Catacomba di S. Sebastiano
Surface of about 11,000 m² (2.7 acres)
The site was originally called ad
catacumbas, i.e., according to the most plausible explanation, “at the
trough” for the presence of quarries
The name catacumbas was eventually
used, from the ninth century (when the word was used for the first time to
define an underground burial place in Naples), by extension, to indicate all
underground Christian cemeteries, known therefore as catacombs
This cemetery dug around the tomb of St.
Sebastian was in fact well known throughout the middle ages and was one of the
few to remain always accessible
The word that was actually used to describe
the underground cemeteries that we call now catacombs was either cymiteria or
cryptae
“Only four or five catacombs (of the more
than 60 that archeology found) remained always accessible during the centuries
of the Middle ages. It was some suburban areas connected with those churches in
which the bodies of the main saints never were never removed and taken within
the city: St.

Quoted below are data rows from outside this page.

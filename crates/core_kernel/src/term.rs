//! Academic term types
//!
//! Invoices are raised per term of an academic year. The school year is
//! split into three terms, serialized in the form the billing records use
//! ("Term 1" .. "Term 3").

use serde::{Deserialize, Serialize};
use std::fmt;
use std::str::FromStr;
use thiserror::Error;

/// Errors related to term handling
#[derive(Debug, Error, PartialEq, Eq)]
pub enum TermError {
    #[error("Unknown term: {0}")]
    UnknownTerm(String),

    #[error("Year {0} is outside the supported academic range (2000..=2100)")]
    YearOutOfRange(i32),
}

/// Bounds for a plausible academic year on an invoice
pub const MIN_ACADEMIC_YEAR: i32 = 2000;
pub const MAX_ACADEMIC_YEAR: i32 = 2100;

/// A term of the academic year
#[derive(Debug, Clone, Copy, PartialEq, Eq, Hash, Serialize, Deserialize)]
pub enum Term {
    #[serde(rename = "Term 1")]
    First,
    #[serde(rename = "Term 2")]
    Second,
    #[serde(rename = "Term 3")]
    Third,
}

impl Term {
    /// Returns the term's position within the year (1-based)
    pub fn ordinal(&self) -> u8 {
        match self {
            Term::First => 1,
            Term::Second => 2,
            Term::Third => 3,
        }
    }

    /// Validates an academic year for use on a billing record
    pub fn validate_year(year: i32) -> Result<i32, TermError> {
        if !(MIN_ACADEMIC_YEAR..=MAX_ACADEMIC_YEAR).contains(&year) {
            return Err(TermError::YearOutOfRange(year));
        }
        Ok(year)
    }
}

impl fmt::Display for Term {
    fn fmt(&self, f: &mut fmt::Formatter<'_>) -> fmt::Result {
        write!(f, "Term {}", self.ordinal())
    }
}

impl FromStr for Term {
    type Err = TermError;

    fn from_str(s: &str) -> Result<Self, Self::Err> {
        match s.trim() {
            "Term 1" | "1" | "First" => Ok(Term::First),
            "Term 2" | "2" | "Second" => Ok(Term::Second),
            "Term 3" | "3" | "Third" => Ok(Term::Third),
            other => Err(TermError::UnknownTerm(other.to_string())),
        }
    }
}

Sebastian, St. Lawrence, St. Pancras, St. Agnes, St. Valentine.
Of these catacombs, however, only a very small part remained viable” (Vincenzo
Fiocchi Nicolai)
Since the first century AD the site of the
Catacomb of St. Sebastian was intensively exploited and built on, with
different uses. The valleys and sandstone tunnels were used for keeping burial
tomb, both pagan, since the end of the Republican age, and Christian
In the years 297/305 with the deposition of
the body of St. Sebastian victim of the persecution of Diocletian (284/305) the
Christian cemetery developed
The use of the catacombs as places of
refuge from persecution never happened and it is a myth fed by Hollywood
Even the Catholic Church now officially
states that the catacombs were exclusively cemeteries
Different columbaria (a room or building
with niches for funeral urns to be stored) were built and at least two
residential buildings, notable for their wall decorations:
The VILLA GRANDE with wall paintings of the
late fourth style (late first, early second century) including a “Landscape of
Villa Marina”
The VILLA PICCOLA with a small courtyard paved in
white and black mosaic
“In the decorations that develop between the
late Antonine and the Severan mature period (...) there has been a progressive
impoverishment of the supporting structures of the system architecture, which
are reduced to thin air and pavilions that recall the Fourth Pompeian style.

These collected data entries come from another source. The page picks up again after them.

// ============================================================================
// Class-wide invoice generation
// ============================================================================

mod class_invoices {
    use super::*;

    #[tokio::test]
    async fn test_each_student_billed_against_own_credit() {
        let harness = Harness::new();
        let class_id = ClassId::new();

        let first = harness.enroll("S001", Some(class_id)).await;
        let second = harness.enroll("S002", Some(class_id)).await;
        let third = harness.enroll("S003", Some(class_id)).await;

        // One student prepaid 250
        harness.pay(second, dec!(250)).await;

        let outcome = harness
            .invoices
            .generate_class_invoice(
                &harness.admin,
                GenerateClassInvoice {
                    class_id,
                    term: Term::Second,
                    year: 2026,
                    items: items(dec!(200)),
                    issued_date: issued(15),
                },
            )
            .await
            .unwrap();

        assert_eq!(outcome.invoices.len(), 3);
        assert!(outcome.failures.is_empty());

        for student_id in [first, third] {
            let ledger = harness.store.snapshot(student_id).await.unwrap();
            assert_eq!(ledger.invoices.len(), 1);
            assert_eq!(ledger.invoices[0].outstanding_balance, money(dec!(200)));
            assert_eq!(ledger.invoices[0].status, InvoiceStatus::Unpaid);
        }

        let ledger = harness.store.snapshot(second).await.unwrap();
        assert!(ledger.invoices[0].outstanding_balance.is_zero());
        assert_eq!(ledger.invoices[0].status, InvoiceStatus::Paid);
        assert_eq!(ledger.credit_amount(CURRENCY), money(dec!(50)));
    }

    #[tokio::test]
    async fn test_empty_class_is_not_found() {
        let harness = Harness::new();

        let result = harness
            .invoices
            .generate_class_invoice(
                &harness.admin,
                GenerateClassInvoice {
                    class_id: ClassId::new(),
                    term: Term::First,
                    year: 2026,
                    items: items(dec!(200)),
                    issued_date: issued(15),
                },
            )
            .await;

        assert!(result.unwrap_err().is_not_found());
    }

    /// Store wrapper that refuses commits for one student
    struct FailingCommitStore {
        inner: Arc<MemoryLedgerStore>,
        fail_for: StudentId,
    }

    impl DomainPort for FailingCommitStore {}

    #[async_trait]
    impl LedgerStore for FailingCommitStore {
        async fn snapshot(
            &self,
            student_id: StudentId,
        ) -> Result<domain_billing::StudentLedger, PortError> {
            self.inner.snapshot(student_id).await
        }

        async fn commit(
            &self,
            student_id: StudentId,
            expected_version: u64,
            mutation: LedgerMutation,
        ) -> Result<(), PortError> {
            if student_id == self.fail_for {
                return Err(PortError::internal("disk full"));
            }
            self.inner.commit(student_id, expected_version, mutation).await
        }

        async fn get_invoice(
            &self,
            id: InvoiceId,
        ) -> Result<domain_billing::Invoice, PortError> {
            self.inner.get_invoice(id).await
        }

        async fn get_payment(
            &self,
            id: PaymentId,
        ) -> Result<domain_billing::Payment, PortError> {
            self.inner.get_payment(id).await
        }
    }

    #[tokio::test]
    async fn test_one_failing_student_does_not_sink_the_batch() {
        let inner = Arc::new(MemoryLedgerStore::new());
        let directory = Arc::new(MockDirectory::new());
        let sink = Arc::new(RecordingEventSink::new());
        let admin = Actor::admin(Uuid::new_v4());
        let class_id = ClassId::new();

        let mut student_ids = Vec::new();
        for reg in ["S001", "S002", "S003"] {
            let student = Student {
                id: StudentId::new(),
                first_name: "Amina".to_string(),
                last_name: reg.to_string(),
                reg_no: reg.to_string(),
                class_id: Some(class_id),
            };
            student_ids.push(student.id);
            directory.add_student(student).await;
        }

        let store = Arc::new(FailingCommitStore {
            inner: inner.clone(),
            fail_for: student_ids[1],
        });
        let service = InvoiceService::new(
            store,
            directory,
            EventDispatcher::new(sink, Duration::from_millis(500)),
            CURRENCY,
        );

        let outcome = service
            .generate_class_invoice(
                &admin,
                GenerateClassInvoice {
                    class_id,
                    term: Term::First,
                    year: 2026,
                    items: items(dec!(200)),
                    issued_date: issued(15),
                },
            )
            .await
            .unwrap();

        assert_eq!(outcome.invoices.len(), 2);
        assert_eq!(outcome.failures.len(), 1);
        assert_eq!(outcome.failures[0].student_id, student_ids[1]);
        assert_eq!(inner.invoice_count().await, 2);
    }
}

Precisely the Severan period see the definition of the wall as a unit of color,
understood not as a space open to an elusive depth, but as a solid and
consistent surface to be divided in panels. So the conventional wall organized
as in sceneries of a stage, while individual panels dilate to accommodate
larger frames and uniform solid color, painted with genre 'pinakes' or with
figures seen as from doors or windows” (Fabrizio Bisconti)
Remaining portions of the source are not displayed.